(What is required): Give the number of lines in the records below that include "candidates", and nothing more.

[Source records]
* * *
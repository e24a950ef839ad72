use crate::detection::domain::face_tracker::{Detection, TrackId};
use crate::emotion::domain::emotion_classifier::EmotionClassifier;
use crate::error::AttendanceError;
use crate::recognition::domain::gallery::Gallery;
use crate::recognition::domain::identity_matcher::{Candidate, IdentityMatcher};
use crate::shared::emotion::EmotionDistribution;
use crate::shared::frame::Frame;

/// Collaborator results for one detection.
#[derive(Clone, Debug, PartialEq)]
pub struct ExtractedFace {
    pub track_id: TrackId,
    pub candidates: Vec<Candidate>,
    pub emotion: EmotionDistribution,
}

/// Everything extracted from one frame, in detection order.
#[derive(Clone, Debug, Default, PartialEq)]
pub struct FrameExtraction {
    pub faces: Vec<ExtractedFace>,
    /// Detections whose box held no pixels once clamped to the frame.
    pub empty_crops: usize,
}

/// Crops each detection and runs the emotion classifier and identity
/// matcher on it.
///
/// Up to `workers` crops are processed concurrently; the ONNX adapters
/// only run that many inferences at once when loaded with as many
/// sessions. Output order always matches input order, so ledger appends
/// stay deterministic.
pub struct ObservationExtractor<'a> {
    classifier: &'a dyn EmotionClassifier,
    matcher: &'a dyn IdentityMatcher,
    gallery: &'a Gallery,
    top_k: usize,
    workers: usize,
}

impl<'a> ObservationExtractor<'a> {
    pub fn new(
        classifier: &'a dyn EmotionClassifier,
        matcher: &'a dyn IdentityMatcher,
        gallery: &'a Gallery,
        top_k: usize,
        workers: usize,
    ) -> Self {
        Self {
            classifier,
            matcher,
            gallery,
            top_k,
            workers: workers.max(1),
        }
    }

    pub fn extract(
        &self,
        frame: &Frame,
        detections: &[Detection],
    ) -> Result<FrameExtraction, AttendanceError> {
        let mut crops: Vec<(TrackId, Frame)> = Vec::with_capacity(detections.len());
        let mut empty_crops = 0;
        for det in detections {
            let rect = det.bbox.clamp_to(frame.width(), frame.height());
            if rect.is_empty() {
                log::debug!(
                    "Frame {}: track {} box {:?} is empty after clamping, skipped",
                    frame.index(),
                    det.track_id,
                    det.bbox
                );
                empty_crops += 1;
                continue;
            }
            crops.push((det.track_id, frame.crop(&rect)));
        }

        let mut faces = Vec::with_capacity(crops.len());
        if self.workers == 1 || crops.len() <= 1 {
            for (track_id, crop) in &crops {
                faces.push(self.extract_one(*track_id, crop)?);
            }
        } else {
            for chunk in crops.chunks(self.workers) {
                faces.extend(self.extract_chunk(chunk)?);
            }
        }

        Ok(FrameExtraction { faces, empty_crops })
    }

    fn extract_chunk(
        &self,
        chunk: &[(TrackId, Frame)],
    ) -> Result<Vec<ExtractedFace>, AttendanceError> {
        std::thread::scope(|s| {
            let handles: Vec<_> = chunk
                .iter()
                .map(|(track_id, crop)| s.spawn(move || self.extract_one(*track_id, crop)))
                .collect();
            handles
                .into_iter()
                .map(|h| {
                    h.join()
                        .map_err(|_| AttendanceError::collaborator("extract", "worker panicked"))?
                })
                .collect()
        })
    }

    fn extract_one(&self, track_id: TrackId, crop: &Frame) -> Result<ExtractedFace, AttendanceError> {
        let emotion = self
            .classifier
            .classify(crop)
            .map_err(|e| AttendanceError::collaborator("emotion classifier", e))?;
        let mut candidates = self
            .matcher
            .rank(crop, self.gallery, self.top_k)
            .map_err(|e| AttendanceError::collaborator("identity matcher", e))?;
        candidates.truncate(self.top_k);
        Ok(ExtractedFace {
            track_id,
            candidates,
            emotion,
        })
    }
}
* * *
(Answer below): 4